INSTRUCTIONS FOR THE TASK:
Find every line in the entries that holds the string "YamlMergeKeyError" and report it.

*** Opening of DATASET ENTRIES ***

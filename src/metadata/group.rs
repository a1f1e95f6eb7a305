use saphyr::MarkedYaml;

use super::error::ParseMetadataError;
use super::yaml::{
    EmitYaml, TryFromYaml, YamlEmitter, YamlObjectType, get_as_hash, get_required_string_value,
    get_string_value, get_strings_vec_value,
};

/// Represents a group to which plugin metadata objects can belong.
#[derive(Clone, Debug, Eq, PartialEq, Ord, PartialOrd, Hash)]
pub struct Group {
    name: String,
    description: Option<String>,
    after_groups: Vec<String>,
}

impl Group {
    /// Construct a [Group] with the given name.
    #[must_use]
    pub fn new(name: String) -> Self {
        Self {
            name,
            ..Default::default()
        }
    }

    /// Set a description for the group.
    #[must_use]
    pub fn with_description(mut self, description: String) -> Self {
        self.description = Some(description);
        self
    }

    /// Set the names of the groups that this group loads after.
    #[must_use]
    pub fn with_after_groups(mut self, after_groups: Vec<String>) -> Self {
        self.after_groups = after_groups;
        self
    }

    /// The name of the group to which all plugins belong by default.
    pub const DEFAULT_NAME: &'static str = "default";

    /// Get the name of the group.
    pub fn name(&self) -> &str {
        &self.name
    }

    /// Get the description of the group.
    pub fn description(&self) -> Option<&str> {
        self.description.as_deref()
    }

    /// Get the names of the groups that this group loads after.
    pub fn after_groups(&self) -> &[String] {
        &self.after_groups
    }
}

impl std::default::Default for Group {
    /// Construct a Group with the default name and an empty set of groups to
    /// load after.
    #[must_use]
    fn default() -> Self {
        Self {
            name: Group::DEFAULT_NAME.to_string(),
            description: Default::default(),
            after_groups: Default::default(),
        }
    }
}

impl TryFromYaml for Group {
    fn try_from_yaml(value: &MarkedYaml) -> Result<Self, ParseMetadataError> {
        let hash = get_as_hash(value, YamlObjectType::Group)?;

        let name =
            get_required_string_value(value.span.start, hash, "name", YamlObjectType::Group)?;

        let description = get_string_value(hash, "description", YamlObjectType::Group)?;

        let after = get_strings_vec_value(hash, "after", YamlObjectType::Group)?;

        Ok(Group {
            name: name.to_string(),
            description: description.map(|d| d.1.to_string()),
            after_groups: after.iter().map(|a| a.to_string()).collect(),
        })
    }
}

impl EmitYaml for Group {
    fn is_scalar(&self) -> bool {
        false
    }

    fn emit_yaml(&self, emitter: &mut YamlEmitter) {
        emitter.begin_map();

        emitter.map_key("name");
        emitter.single_quoted_str(&self.name);

        if let Some(description) = &self.description {
            emitter.map_key("description");
            emitter.single_quoted_str(description);
        }

        if !self.after_groups.is_empty() {
            emitter.map_key("after");
            emitter.begin_array();

            for after in &self.after_groups {
                emitter.unquoted_str(after);
            }

            emitter.end_array();
        }

        emitter.end_map();
    }
}

#[cfg(test)]
mod tests {
    use super::*;

    mod emit_yaml {
        use super::*;
        use crate::metadata::emit;

        #[test]
        fn should_omit_description_and_after_keys_if_their_fields_are_empty() {
            let group = Group::new("name".into());
            let yaml = emit(&group);

            assert_eq!(format!("name: '{}'", group.name), yaml);
        }

        #[test]
        fn should_include_description_key_if_a_description_is_set() {
            let group = Group::new("name".into()).with_description("desc".into());
            let yaml = emit(&group);

            assert_eq!(
                format!(
                    "name: '{}'\ndescription: '{}'",
                    group.name,
                    group.description.unwrap()
                ),
                yaml
            );
        }

        #[test]
        fn should_include_after_key_if_after_groups_is_not_empty() {
            let group =
                Group::new("name".into()).with_after_groups(vec!["after1".into(), "after2".into()]);

            let yaml = emit(&group);

            assert_eq!(
                format!(
                    "name: '{}'\nafter:\n  - {}\n  - {}",
                    group.name, group.after_groups[0], group.after_groups[1]
                ),
                yaml
            );
        }

        #[test]
        fn should_emit_map_with_all_fields_set() {
            let group = Group::new("name".into())
                .with_description("desc".into())
                .with_after_groups(vec!["after1".into(), "after2".into()]);

            let yaml = emit(&group);

            assert_eq!(
                format!(
                    "name: '{}'\ndescription: '{}'\nafter:\n  - {}\n  - {}",
                    group.name,
                    group.description.unwrap(),
                    group.after_groups[0],
                    group.after_groups[1]
                ),
                yaml
            );
        }
    }
}
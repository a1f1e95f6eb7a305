use std::{
    collections::{BTreeMap, BTreeSet, btree_map::Entry},
    io::BufRead,
};

use super::error::ArchiveParsingError;

pub(super) const TYPE_ID: [u8; 4] = *b"BSA\0";
const HEADER_SIZE: usize = 36;
const FILE_RECORD_SIZE: usize = 16;

#[derive(Clone, Copy, Debug, Default, Eq, PartialEq, Ord, PartialOrd, Hash)]
struct Header {
    type_id: [u8; 4],
    version: u32,
    records_offset: u32,
    archive_flags: u32,
    folder_count: u32,
    total_file_count: u32,
    total_folder_names_length: u32,
    total_file_names_length: u32,
    content_type_flags: u32,
}

impl TryFrom<[u8; HEADER_SIZE - TYPE_ID.len()]> for Header {
    type Error = ArchiveParsingError;

    fn try_from(value: [u8; HEADER_SIZE - TYPE_ID.len()]) -> Result<Self, Self::Error> {
        // LIMITATION: There's no syntax to infallibly split an array into sub-arrays.
        #[rustfmt::skip]
        let [
            v0, v1, v2, v3, // version
            r0, r1, r2, r3, // records_offset
            a0, a1, a2, a3, // archive_flags
            folder_count0, folder_count1, folder_count2, folder_count3,
            file_count0, file_count1, file_count2, file_count3,
            folder_names0, folder_names1, folder_names2, folder_names3,
            file_names0, file_names1, file_names2, file_names3,
            content_type_flags @ ..,
        ] = value;
        let header = Self {
            type_id: TYPE_ID,
            version: u32::from_le_bytes([v0, v1, v2, v3]),
            records_offset: u32::from_le_bytes([r0, r1, r2, r3]),
            archive_flags: u32::from_le_bytes([a0, a1, a2, a3]),
            folder_count: u32::from_le_bytes([
                folder_count0,
                folder_count1,
                folder_count2,
                folder_count3,
            ]),
            total_file_count: u32::from_le_bytes([
                file_count0,
                file_count1,
                file_count2,
                file_count3,
            ]),
            total_folder_names_length: u32::from_le_bytes([
                folder_names0,
                folder_names1,
                folder_names2,
                folder_names3,
            ]),
            total_file_names_length: u32::from_le_bytes([
                file_names0,
                file_names1,
                file_names2,
                file_names3,
            ]),
            content_type_flags: u32::from_le_bytes(content_type_flags),
        };

        if to_usize(header.records_offset) != HEADER_SIZE {
            return Err(ArchiveParsingError::InvalidRecordsOffset(
                header.records_offset,
            ));
        }

        if (header.archive_flags & 0x40) != 0 {
            return Err(ArchiveParsingError::UsesBigEndianNumbers);
        }

        Ok(header)
    }
}

struct FolderRecord {
    name_hash: u64,
    file_count: u32,
    file_records_offset: u32,
}

// Also used for v104 BSAs.
mod v103 {
    use super::FolderRecord;

    pub(super) const FOLDER_RECORD_SIZE: usize = 16;

    pub(super) fn read_folder_record(value: &[u8; FOLDER_RECORD_SIZE]) -> FolderRecord {
        // LIMITATION: There's no syntax to infallibly split an array into sub-arrays.
        let [name_hash @ .., c0, c1, c2, c3, o0, o1, o2, o3] = *value;

        FolderRecord {
            name_hash: u64::from_le_bytes(name_hash),
            file_count: u32::from_le_bytes([c0, c1, c2, c3]),
            file_records_offset: u32::from_le_bytes([o0, o1, o2, o3]),
        }
    }
}

mod v105 {
    use super::FolderRecord;

    pub(super) const FOLDER_RECORD_SIZE: usize = 24;

    pub(super) fn read_folder_record(value: &[u8; FOLDER_RECORD_SIZE]) -> FolderRecord {
        // LIMITATION: There's no syntax to infallibly split an array into sub-arrays.
        #[rustfmt::skip]
        let [
            name_hash @ ..,
            c0, c1, c2, c3, // file_count
            _, _, _, _,
            o0, o1, o2, o3, // file_records_offset
            _, _, _, _,
        ] = *value;

        FolderRecord {
            name_hash: u64::from_le_bytes(name_hash),
            file_count: u32::from_le_bytes([c0, c1, c2, c3]),
            file_records_offset: u32::from_le_bytes([o0, o1, o2, o3]),
        }
    }
}

pub(super) fn read_assets<T: BufRead>(
    mut reader: T,
) -> Result<BTreeMap<u64, BTreeSet<u64>>, ArchiveParsingError> {
    let mut header_buffer = [0; HEADER_SIZE - TYPE_ID.len()];

    reader.read_exact(&mut header_buffer)?;

    let header = Header::try_from(header_buffer)?;

    match header.version {
        103 | 104 => read_assets_with_header::<T, { v103::FOLDER_RECORD_SIZE }>(
            reader,
            &header,
            v103::read_folder_record,
        ),
        105 => read_assets_with_header::<T, { v105::FOLDER_RECORD_SIZE }>(
            reader,
            &header,
            v105::read_folder_record,
        ),
        _ => Err(ArchiveParsingError::UnsupportedHeaderVersion(
            header.version,
        )),
    }
}

fn read_assets_with_header<T: BufRead, const U: usize>(
    mut reader: T,
    header: &Header,
    read_folder_record: impl Fn(&[u8; U]) -> FolderRecord,
) -> Result<BTreeMap<u64, BTreeSet<u64>>, ArchiveParsingError> {
    let mut folders_buffer: Vec<u8> = vec![0; U * to_usize(header.folder_count)];

    reader.read_exact(folders_buffer.as_mut_slice())?;

    let file_records_size = to_usize(header.folder_count)
        + to_usize(header.total_folder_names_length)
        + to_usize(header.total_file_count) * FILE_RECORD_SIZE;

    let mut file_records_buffer: Vec<u8> = vec![0; file_records_size];

    reader.read_exact(file_records_buffer.as_mut_slice())?;

    let folder_record_offset_baseline =
        HEADER_SIZE + folders_buffer.len() + to_usize(header.total_file_names_length);

    let mut assets = BTreeMap::new();
    for chunk in folders_buffer.as_chunks::<U>().0 {
        let folder_record = read_folder_record(chunk);

        let entry = assets.entry(folder_record.name_hash);
        if let Entry::Occupied(_) = entry {
            return Err(ArchiveParsingError::FolderHashCollision(
                folder_record.name_hash,
            ));
        }

        let file_records_offset = if (header.archive_flags & 0x1) == 0 {
            to_usize(folder_record.file_records_offset) - folder_record_offset_baseline
        } else {
            let folder_name_length_offset =
                to_usize(folder_record.file_records_offset) - folder_record_offset_baseline;

            if let Some(folder_name_length) = file_records_buffer.get(folder_name_length_offset) {
                folder_name_length_offset + 1 + usize::from(*folder_name_length)
            } else {
                return Err(ArchiveParsingError::InvalidFolderNameLengthOffset(
                    folder_name_length_offset,
                ));
            }
        };

        let Some(file_records_buffer) = file_records_buffer.get(file_records_offset..) else {
            return Err(ArchiveParsingError::InvalidFileRecordsOffset(
                file_records_offset,
            ));
        };

        let file_hashes: &mut BTreeSet<u64> = entry.or_default();

        for file_chunk in file_records_buffer
            .as_chunks::<FILE_RECORD_SIZE>()
            .0
            .iter()
            .take(to_usize(folder_record.file_count))
        {
            let file_hash = file_record_hash(file_chunk);

            if !file_hashes.insert(file_hash) {
                return Err(ArchiveParsingError::HashCollision {
                    folder_hash: folder_record.name_hash,
                    file_hash,
                });
            }
        }
    }

    Ok(assets)
}

fn file_record_hash(file_record: &[u8; FILE_RECORD_SIZE]) -> u64 {
    // LIMITATION: There's no syntax to infallibly split an array into sub-arrays.
    let [hash_bytes @ .., _, _, _, _, _, _, _, _] = file_record;
    u64::from_le_bytes(*hash_bytes)
}

#[expect(
    clippy::as_conversions,
    reason = "A compile-time assertion ensures that this conversion will be lossless on all relevant target platforms"
)]
const fn to_usize(value: u32) -> usize {
    // Error at compile time if this conversion isn't lossless.
    const _: () = assert!(u32::BITS <= usize::BITS, "cannot fit a u32 into a usize!");
    value as usize
}
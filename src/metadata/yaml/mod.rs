mod emit;
mod merge;
mod parse;

pub use emit::{EmitYaml, YamlEmitter};
pub use merge::process_merge_keys;
pub use parse::{
    TryFromYaml, YamlObjectType, as_string_node, get_as_hash, get_as_slice,
    get_required_string_value, get_string_value, get_strings_vec_value, get_u32_value, get_value,
    parse_condition, to_unmarked_yaml,
};
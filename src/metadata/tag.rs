use saphyr::{MarkedYaml, Scalar, YamlData};

use super::error::ExpectedType;
use super::error::ParseMetadataError;
use super::yaml::{
    EmitYaml, TryFromYaml, YamlEmitter, YamlObjectType, get_required_string_value, parse_condition,
};

/// Represents whether a Bash Tag suggestion is for addition or removal.
#[derive(Clone, Copy, Debug, Default, Eq, PartialEq, Ord, PartialOrd, Hash)]
pub enum TagSuggestion {
    #[default]
    Addition,
    Removal,
}

/// Represents a Bash Tag suggestion for a plugin.
#[derive(Clone, Debug, Default, Eq, PartialEq, Ord, PartialOrd, Hash)]
pub struct Tag {
    name: String,
    suggestion: TagSuggestion,
    condition: Option<String>,
}

impl Tag {
    /// Create a [Tag] suggestion for the given tag name.
    #[must_use]
    pub fn new(name: String, suggestion: TagSuggestion) -> Self {
        Self {
            name,
            suggestion,
            condition: None,
        }
    }

    /// Set the condition string.
    #[must_use]
    pub fn with_condition(mut self, condition: String) -> Self {
        self.condition = Some(condition);
        self
    }

    /// Get the tag's name.
    pub fn name(&self) -> &str {
        &self.name
    }

    /// Get if the tag should be added.
    pub fn is_addition(&self) -> bool {
        self.suggestion == TagSuggestion::Addition
    }

    /// Get the condition string.
    pub fn condition(&self) -> Option<&str> {
        self.condition.as_deref()
    }
}

impl TryFromYaml for Tag {
    fn try_from_yaml(value: &MarkedYaml) -> Result<Self, ParseMetadataError> {
        match &value.data {
            YamlData::Value(Scalar::String(s)) => {
                let (name, suggestion) = name_and_suggestion(s);
                Ok(Tag {
                    name,
                    suggestion,
                    condition: None,
                })
            }
            YamlData::Mapping(h) => {
                let name =
                    get_required_string_value(value.span.start, h, "name", YamlObjectType::Tag)?;

                let condition = parse_condition(h, "condition", YamlObjectType::Tag)?;

                let (name, suggestion) = name_and_suggestion(name);
                Ok(Tag {
                    name,
                    suggestion,
                    condition,
                })
            }
            _ => Err(ParseMetadataError::unexpected_type(
                value.span.start,
                YamlObjectType::Tag,
                ExpectedType::MapOrString,
            )),
        }
    }
}

fn name_and_suggestion(value: &str) -> (String, TagSuggestion) {
    if let Some(name) = value.strip_prefix("-") {
        (name.to_string(), TagSuggestion::Removal)
    } else {
        (value.to_string(), TagSuggestion::Addition)
    }
}

impl EmitYaml for Tag {
    fn is_scalar(&self) -> bool {
        self.condition.is_none()
    }

    fn emit_yaml(&self, emitter: &mut YamlEmitter) {
        if self.condition.is_none() {
            emitter.unquoted_str(&self.display_name());
            return;
        }

        emitter.begin_map();

        emitter.map_key("name");
        emitter.unquoted_str(&self.display_name());

        if let Some(condition) = &self.condition {
            emitter.map_key("condition");
            emitter.single_quoted_str(condition);
        }

        emitter.end_map();
    }
}

impl Tag {
    fn display_name(&self) -> String {
        if self.suggestion == TagSuggestion::Removal {
            format!("-{}", self.name)
        } else {
            self.name.clone()
        }
    }
}
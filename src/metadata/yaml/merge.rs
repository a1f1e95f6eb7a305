use std::sync::LazyLock;

use saphyr::{MarkedYaml, YamlData};

use crate::metadata::error::YamlMergeKeyError;

use super::as_string_node;

static MERGE_KEY: LazyLock<MarkedYaml> = LazyLock::new(|| as_string_node("<<"));

pub fn process_merge_keys(mut yaml: MarkedYaml) -> Result<MarkedYaml, YamlMergeKeyError> {
    match yaml.data {
        YamlData::Sequence(a) => {
            yaml.data = merge_array_elements(a).map(YamlData::Sequence)?;
            Ok(yaml)
        }
        YamlData::Mapping(h) => {
            yaml.data = merge_hash_keys(h).map(YamlData::Mapping)?;
            Ok(yaml)
        }
        _ => Ok(yaml),
    }
}

fn merge_array_elements(
    array: saphyr::AnnotatedArray<MarkedYaml>,
) -> Result<saphyr::AnnotatedArray<MarkedYaml>, YamlMergeKeyError> {
    array.into_iter().map(process_merge_keys).collect()
}

fn merge_hash_keys(
    hash: saphyr::AnnotatedHash<MarkedYaml>,
) -> Result<saphyr::AnnotatedHash<MarkedYaml>, YamlMergeKeyError> {
    let mut hash: saphyr::AnnotatedHash<MarkedYaml> = hash
        .into_iter()
        .map(|(key, value)| {
            process_merge_keys(key)
                .and_then(|key| process_merge_keys(value).map(|value| (key, value)))
        })
        .collect::<Result<_, _>>()?;

    if let Some(value) = hash.remove(&MERGE_KEY) {
        merge_into_hash(hash, value)
    } else {
        Ok(hash)
    }
}

fn merge_into_hash(
    hash: saphyr::AnnotatedHash<MarkedYaml>,
    value: MarkedYaml,
) -> Result<saphyr::AnnotatedHash<MarkedYaml>, YamlMergeKeyError> {
    let span = value.span;

    match value.data {
        YamlData::Sequence(a) => a.into_iter().try_fold(hash, |acc, e| {
            let span = e.span;
            match e.data {
                YamlData::Mapping(h) => Ok(merge_hashes(acc, h)),
                data => Err(YamlMergeKeyError::new(&MarkedYaml { span, data })),
            }
        }),
        YamlData::Mapping(h) => Ok(merge_hashes(hash, h)),
        data => Err(YamlMergeKeyError::new(&MarkedYaml { span, data })),
    }
}

fn merge_hashes(
    mut hash1: saphyr::AnnotatedHash<MarkedYaml>,
    hash2: saphyr::AnnotatedHash<MarkedYaml>,
) -> saphyr::AnnotatedHash<MarkedYaml> {
    for (key, value) in hash2 {
        hash1.entry(key).or_insert(value);
    }
    hash1
}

*** Close of DATASET ENTRIES ***

YOUR SOLUTION:
use crate::metadata::error::YamlMergeKeyError;
pub fn process_merge_keys(mut yaml: MarkedYaml) -> Result<MarkedYaml, YamlMergeKeyError> {
) -> Result<saphyr::AnnotatedArray<MarkedYaml>, YamlMergeKeyError> {
) -> Result<saphyr::AnnotatedHash<MarkedYaml>, YamlMergeKeyError> {
) -> Result<saphyr::AnnotatedHash<MarkedYaml>, YamlMergeKeyError> {
                data => Err(YamlMergeKeyError::new(&MarkedYaml { span, data })),
        data => Err(YamlMergeKeyError::new(&MarkedYaml { span, data })),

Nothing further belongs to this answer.